=== Supplied records ===

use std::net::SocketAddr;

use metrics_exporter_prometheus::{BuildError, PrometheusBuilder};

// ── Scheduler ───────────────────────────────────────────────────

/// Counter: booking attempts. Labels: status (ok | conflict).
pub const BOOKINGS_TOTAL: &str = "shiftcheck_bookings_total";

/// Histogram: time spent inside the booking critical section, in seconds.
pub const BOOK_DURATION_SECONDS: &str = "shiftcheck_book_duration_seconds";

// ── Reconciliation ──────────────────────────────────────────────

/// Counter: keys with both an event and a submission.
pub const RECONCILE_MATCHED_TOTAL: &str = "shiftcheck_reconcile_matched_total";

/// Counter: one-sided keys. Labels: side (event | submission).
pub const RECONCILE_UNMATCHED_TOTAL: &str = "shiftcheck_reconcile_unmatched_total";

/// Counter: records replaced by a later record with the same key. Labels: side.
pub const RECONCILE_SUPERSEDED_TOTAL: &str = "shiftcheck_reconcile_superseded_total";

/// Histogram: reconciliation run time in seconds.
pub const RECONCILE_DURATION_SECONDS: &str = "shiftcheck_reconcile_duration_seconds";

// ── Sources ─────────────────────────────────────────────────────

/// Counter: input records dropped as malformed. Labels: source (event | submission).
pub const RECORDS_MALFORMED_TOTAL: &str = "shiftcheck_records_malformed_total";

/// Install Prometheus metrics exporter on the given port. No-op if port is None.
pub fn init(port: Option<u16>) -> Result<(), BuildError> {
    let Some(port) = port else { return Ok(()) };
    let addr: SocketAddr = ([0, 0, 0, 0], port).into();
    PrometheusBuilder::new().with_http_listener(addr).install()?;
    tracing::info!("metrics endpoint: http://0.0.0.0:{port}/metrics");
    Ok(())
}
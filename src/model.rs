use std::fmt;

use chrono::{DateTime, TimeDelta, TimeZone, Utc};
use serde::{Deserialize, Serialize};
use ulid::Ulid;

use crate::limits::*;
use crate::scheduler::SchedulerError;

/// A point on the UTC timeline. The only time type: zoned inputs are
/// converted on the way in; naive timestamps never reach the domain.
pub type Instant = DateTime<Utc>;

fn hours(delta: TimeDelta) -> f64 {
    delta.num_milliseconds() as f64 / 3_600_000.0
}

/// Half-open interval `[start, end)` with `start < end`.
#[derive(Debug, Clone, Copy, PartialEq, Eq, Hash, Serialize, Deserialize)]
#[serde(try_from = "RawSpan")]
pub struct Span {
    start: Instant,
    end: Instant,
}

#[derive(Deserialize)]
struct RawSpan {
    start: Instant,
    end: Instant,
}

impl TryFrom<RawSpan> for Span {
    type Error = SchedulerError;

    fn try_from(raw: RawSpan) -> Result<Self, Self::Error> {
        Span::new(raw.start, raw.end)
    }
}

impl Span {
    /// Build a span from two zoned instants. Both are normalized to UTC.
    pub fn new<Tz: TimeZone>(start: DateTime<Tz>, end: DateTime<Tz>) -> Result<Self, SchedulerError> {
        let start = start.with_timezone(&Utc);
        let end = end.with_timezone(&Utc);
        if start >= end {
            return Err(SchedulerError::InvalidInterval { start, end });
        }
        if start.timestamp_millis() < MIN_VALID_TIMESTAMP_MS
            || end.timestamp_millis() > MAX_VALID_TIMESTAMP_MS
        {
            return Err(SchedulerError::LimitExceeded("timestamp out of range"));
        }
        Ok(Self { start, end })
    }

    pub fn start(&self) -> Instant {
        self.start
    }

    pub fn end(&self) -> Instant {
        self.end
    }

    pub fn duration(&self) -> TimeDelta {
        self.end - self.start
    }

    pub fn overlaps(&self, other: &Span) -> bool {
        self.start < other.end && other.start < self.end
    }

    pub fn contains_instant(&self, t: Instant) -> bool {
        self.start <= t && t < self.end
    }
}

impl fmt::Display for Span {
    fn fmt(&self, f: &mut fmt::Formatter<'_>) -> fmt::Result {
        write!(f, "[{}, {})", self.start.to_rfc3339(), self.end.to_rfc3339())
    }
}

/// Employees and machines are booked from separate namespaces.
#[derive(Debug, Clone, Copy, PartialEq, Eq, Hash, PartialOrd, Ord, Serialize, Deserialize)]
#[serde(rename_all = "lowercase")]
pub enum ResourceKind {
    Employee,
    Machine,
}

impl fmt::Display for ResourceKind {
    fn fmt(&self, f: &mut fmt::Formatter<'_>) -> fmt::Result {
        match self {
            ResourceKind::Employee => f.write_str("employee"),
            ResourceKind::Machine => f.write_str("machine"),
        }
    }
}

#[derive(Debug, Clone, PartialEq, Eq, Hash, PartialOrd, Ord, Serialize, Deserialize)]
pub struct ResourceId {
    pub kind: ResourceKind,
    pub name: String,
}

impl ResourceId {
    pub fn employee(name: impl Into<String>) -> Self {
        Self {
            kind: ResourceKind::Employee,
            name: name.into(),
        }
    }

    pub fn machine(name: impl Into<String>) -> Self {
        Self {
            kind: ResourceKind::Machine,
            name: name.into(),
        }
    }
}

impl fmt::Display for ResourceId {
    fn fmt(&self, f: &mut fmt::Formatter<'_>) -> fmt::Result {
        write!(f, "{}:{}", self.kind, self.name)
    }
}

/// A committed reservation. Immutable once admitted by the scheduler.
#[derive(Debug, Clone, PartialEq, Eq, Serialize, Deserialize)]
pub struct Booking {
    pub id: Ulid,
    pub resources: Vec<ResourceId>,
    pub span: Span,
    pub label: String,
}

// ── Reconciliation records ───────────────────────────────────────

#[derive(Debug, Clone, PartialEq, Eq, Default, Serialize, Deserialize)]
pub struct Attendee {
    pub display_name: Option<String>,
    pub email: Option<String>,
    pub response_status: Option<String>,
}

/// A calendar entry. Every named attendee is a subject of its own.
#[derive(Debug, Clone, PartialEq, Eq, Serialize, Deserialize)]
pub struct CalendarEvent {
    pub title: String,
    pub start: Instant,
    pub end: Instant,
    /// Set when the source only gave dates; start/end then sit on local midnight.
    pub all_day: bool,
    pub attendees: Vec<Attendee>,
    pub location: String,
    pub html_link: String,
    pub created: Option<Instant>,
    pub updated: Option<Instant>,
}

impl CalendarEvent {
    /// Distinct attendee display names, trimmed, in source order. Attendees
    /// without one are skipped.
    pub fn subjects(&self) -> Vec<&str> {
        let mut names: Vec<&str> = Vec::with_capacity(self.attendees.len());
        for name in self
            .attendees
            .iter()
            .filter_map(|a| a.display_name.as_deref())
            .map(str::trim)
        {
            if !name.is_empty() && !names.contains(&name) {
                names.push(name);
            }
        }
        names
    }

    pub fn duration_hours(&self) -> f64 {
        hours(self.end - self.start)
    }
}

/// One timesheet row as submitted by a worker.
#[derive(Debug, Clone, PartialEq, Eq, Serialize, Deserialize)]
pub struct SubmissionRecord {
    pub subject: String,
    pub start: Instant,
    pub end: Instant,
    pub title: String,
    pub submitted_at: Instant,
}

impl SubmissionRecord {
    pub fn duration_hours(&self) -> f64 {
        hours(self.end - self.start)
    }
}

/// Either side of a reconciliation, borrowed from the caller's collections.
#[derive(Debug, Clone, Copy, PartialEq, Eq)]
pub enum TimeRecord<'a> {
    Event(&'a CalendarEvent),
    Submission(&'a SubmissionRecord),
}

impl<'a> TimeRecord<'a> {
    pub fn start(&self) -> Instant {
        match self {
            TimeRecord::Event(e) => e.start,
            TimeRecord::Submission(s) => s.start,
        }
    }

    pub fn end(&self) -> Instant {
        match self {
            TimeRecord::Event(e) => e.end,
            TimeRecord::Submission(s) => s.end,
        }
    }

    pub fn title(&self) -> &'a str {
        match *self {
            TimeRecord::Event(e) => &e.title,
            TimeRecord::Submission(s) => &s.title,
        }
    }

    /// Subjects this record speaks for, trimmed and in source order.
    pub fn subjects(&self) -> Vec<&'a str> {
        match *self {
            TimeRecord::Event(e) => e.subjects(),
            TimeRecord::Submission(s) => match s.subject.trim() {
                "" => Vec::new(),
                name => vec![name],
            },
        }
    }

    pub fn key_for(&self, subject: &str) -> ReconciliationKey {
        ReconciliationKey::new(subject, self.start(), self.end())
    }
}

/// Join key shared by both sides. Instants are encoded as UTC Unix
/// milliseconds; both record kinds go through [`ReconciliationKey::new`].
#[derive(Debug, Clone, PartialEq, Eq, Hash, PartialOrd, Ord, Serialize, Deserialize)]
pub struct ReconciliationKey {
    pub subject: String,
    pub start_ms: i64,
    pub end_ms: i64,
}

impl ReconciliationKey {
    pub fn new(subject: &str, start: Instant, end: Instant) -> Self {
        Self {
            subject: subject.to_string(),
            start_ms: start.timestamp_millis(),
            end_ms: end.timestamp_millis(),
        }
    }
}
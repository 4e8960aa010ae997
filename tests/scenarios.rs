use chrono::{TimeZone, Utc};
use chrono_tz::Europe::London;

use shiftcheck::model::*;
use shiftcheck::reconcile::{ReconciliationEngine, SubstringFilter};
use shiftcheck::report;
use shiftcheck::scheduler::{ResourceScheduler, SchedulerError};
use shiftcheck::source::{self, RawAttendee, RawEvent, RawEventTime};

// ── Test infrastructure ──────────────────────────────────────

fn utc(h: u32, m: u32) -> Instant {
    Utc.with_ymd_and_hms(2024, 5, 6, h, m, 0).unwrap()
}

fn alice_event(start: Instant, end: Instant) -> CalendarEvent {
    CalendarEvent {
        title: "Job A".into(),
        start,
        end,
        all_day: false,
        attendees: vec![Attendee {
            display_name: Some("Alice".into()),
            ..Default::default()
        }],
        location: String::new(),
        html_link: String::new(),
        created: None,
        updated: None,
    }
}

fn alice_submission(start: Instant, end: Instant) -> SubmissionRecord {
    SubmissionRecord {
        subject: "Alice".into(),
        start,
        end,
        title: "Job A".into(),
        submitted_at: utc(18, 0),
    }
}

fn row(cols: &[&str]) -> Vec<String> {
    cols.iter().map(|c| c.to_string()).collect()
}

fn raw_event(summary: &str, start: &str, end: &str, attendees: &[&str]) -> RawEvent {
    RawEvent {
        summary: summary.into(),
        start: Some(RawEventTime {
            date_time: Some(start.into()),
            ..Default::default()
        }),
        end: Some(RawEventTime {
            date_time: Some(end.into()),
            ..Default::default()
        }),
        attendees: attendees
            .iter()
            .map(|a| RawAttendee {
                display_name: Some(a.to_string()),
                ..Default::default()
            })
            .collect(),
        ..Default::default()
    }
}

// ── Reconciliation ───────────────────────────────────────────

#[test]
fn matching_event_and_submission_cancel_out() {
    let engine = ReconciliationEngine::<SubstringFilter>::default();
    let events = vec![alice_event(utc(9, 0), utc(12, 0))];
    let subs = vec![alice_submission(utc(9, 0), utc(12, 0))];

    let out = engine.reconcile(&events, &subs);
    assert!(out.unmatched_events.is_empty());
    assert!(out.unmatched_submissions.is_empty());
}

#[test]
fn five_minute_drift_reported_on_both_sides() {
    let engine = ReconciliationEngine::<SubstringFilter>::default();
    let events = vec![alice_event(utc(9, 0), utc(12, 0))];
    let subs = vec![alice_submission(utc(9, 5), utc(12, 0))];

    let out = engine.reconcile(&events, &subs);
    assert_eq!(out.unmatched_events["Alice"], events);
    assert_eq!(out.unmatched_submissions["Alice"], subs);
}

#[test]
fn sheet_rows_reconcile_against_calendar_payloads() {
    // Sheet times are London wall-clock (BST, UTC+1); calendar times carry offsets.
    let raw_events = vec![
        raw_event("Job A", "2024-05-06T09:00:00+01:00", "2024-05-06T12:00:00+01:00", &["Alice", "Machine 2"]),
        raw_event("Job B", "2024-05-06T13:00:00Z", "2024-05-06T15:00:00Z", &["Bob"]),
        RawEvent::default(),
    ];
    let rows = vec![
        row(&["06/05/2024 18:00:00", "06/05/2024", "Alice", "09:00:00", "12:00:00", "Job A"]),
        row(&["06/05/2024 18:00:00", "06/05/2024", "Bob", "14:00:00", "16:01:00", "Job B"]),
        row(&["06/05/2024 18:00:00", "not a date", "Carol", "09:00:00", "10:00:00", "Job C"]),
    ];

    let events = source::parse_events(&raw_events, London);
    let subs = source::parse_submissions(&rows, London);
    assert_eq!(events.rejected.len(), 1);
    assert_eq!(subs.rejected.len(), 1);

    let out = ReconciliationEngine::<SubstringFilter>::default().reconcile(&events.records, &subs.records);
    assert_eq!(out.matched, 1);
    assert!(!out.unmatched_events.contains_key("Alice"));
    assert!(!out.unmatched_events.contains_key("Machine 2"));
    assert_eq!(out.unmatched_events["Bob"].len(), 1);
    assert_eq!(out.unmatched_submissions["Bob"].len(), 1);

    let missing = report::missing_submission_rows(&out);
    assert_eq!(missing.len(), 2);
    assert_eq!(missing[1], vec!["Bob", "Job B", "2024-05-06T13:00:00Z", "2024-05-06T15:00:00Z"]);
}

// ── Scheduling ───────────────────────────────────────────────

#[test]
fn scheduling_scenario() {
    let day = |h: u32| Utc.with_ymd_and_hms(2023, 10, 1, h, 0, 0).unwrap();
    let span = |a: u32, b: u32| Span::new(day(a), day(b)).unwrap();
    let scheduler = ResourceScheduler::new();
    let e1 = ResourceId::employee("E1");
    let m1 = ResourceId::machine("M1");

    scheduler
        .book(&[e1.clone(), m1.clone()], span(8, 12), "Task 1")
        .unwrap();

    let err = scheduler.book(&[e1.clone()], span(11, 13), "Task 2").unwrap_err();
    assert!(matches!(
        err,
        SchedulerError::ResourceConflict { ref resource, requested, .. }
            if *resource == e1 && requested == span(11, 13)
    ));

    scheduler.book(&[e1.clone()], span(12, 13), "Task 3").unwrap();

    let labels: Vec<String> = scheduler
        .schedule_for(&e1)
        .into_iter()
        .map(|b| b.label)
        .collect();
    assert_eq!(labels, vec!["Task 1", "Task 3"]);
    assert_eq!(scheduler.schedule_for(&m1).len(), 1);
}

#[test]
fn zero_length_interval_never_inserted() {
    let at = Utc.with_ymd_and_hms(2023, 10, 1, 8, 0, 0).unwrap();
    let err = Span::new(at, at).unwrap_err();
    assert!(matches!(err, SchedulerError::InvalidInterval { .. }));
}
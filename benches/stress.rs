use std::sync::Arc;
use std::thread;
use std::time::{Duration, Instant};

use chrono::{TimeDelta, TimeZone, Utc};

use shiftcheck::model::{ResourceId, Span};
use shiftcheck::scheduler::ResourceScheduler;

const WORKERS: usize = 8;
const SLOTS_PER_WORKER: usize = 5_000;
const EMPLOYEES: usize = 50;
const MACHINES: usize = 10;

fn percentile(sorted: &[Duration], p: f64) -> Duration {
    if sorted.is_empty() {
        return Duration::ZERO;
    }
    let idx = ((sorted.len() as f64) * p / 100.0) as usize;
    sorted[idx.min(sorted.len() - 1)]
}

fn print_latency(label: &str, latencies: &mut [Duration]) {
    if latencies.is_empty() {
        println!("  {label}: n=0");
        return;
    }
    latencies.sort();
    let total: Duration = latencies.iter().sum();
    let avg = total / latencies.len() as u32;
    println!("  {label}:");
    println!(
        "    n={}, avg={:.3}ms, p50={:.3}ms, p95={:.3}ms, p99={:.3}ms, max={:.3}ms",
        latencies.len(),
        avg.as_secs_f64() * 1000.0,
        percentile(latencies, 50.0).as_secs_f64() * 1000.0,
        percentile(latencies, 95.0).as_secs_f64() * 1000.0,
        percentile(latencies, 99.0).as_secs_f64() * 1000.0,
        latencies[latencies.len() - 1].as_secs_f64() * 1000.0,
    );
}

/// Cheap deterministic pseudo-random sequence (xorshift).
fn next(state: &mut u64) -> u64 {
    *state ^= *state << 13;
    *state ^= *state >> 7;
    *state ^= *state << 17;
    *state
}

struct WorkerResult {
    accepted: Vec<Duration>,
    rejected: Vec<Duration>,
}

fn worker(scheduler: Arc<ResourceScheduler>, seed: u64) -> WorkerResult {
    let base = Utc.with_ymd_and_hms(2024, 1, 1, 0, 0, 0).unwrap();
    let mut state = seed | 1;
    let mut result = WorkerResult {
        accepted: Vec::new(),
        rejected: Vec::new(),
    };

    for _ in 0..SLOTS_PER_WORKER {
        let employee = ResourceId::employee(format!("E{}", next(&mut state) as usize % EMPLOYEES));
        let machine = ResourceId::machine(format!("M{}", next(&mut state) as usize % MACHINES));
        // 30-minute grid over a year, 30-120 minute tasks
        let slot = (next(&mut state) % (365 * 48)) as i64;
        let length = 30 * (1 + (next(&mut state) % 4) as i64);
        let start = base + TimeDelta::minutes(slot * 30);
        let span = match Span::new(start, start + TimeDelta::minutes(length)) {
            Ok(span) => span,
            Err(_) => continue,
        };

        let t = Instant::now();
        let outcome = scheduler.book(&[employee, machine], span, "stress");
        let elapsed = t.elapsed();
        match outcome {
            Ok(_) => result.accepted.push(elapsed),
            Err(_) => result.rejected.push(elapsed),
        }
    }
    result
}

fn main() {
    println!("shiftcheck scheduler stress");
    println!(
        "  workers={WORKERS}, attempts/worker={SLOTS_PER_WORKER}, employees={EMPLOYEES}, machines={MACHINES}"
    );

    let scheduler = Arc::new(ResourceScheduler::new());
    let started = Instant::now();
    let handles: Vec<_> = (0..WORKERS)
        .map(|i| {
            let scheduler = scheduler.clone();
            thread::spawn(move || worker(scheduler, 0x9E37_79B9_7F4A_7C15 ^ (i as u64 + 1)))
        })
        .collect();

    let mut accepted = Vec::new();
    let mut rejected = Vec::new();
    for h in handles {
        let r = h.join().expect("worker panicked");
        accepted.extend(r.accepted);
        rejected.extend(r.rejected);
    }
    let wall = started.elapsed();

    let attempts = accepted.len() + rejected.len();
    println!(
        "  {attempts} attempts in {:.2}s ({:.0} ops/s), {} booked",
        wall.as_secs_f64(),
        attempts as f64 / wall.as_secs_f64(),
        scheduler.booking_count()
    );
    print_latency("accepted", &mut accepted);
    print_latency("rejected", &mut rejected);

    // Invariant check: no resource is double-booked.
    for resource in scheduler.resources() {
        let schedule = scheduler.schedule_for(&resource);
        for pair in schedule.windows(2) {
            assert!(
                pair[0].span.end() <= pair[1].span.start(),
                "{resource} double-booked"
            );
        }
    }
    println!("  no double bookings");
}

===

• **Task details**
Reprint exactly the lines above that start at the one with "zoned inputs are" and end at the one with "#[derive(Deserialize)]", keeping both and adding none.

• **Task result**
/// A point on the UTC timeline. The only time type: zoned inputs are
/// converted on the way in; naive timestamps never reach the domain.
pub type Instant = DateTime<Utc>;

fn hours(delta: TimeDelta) -> f64 {
    delta.num_milliseconds() as f64 / 3_600_000.0
}

/// Half-open interval `[start, end)` with `start < end`.
#[derive(Debug, Clone, Copy, PartialEq, Eq, Hash, Serialize, Deserialize)]
#[serde(try_from = "RawSpan")]
pub struct Span {
    start: Instant,
    end: Instant,
}

#[derive(Deserialize)]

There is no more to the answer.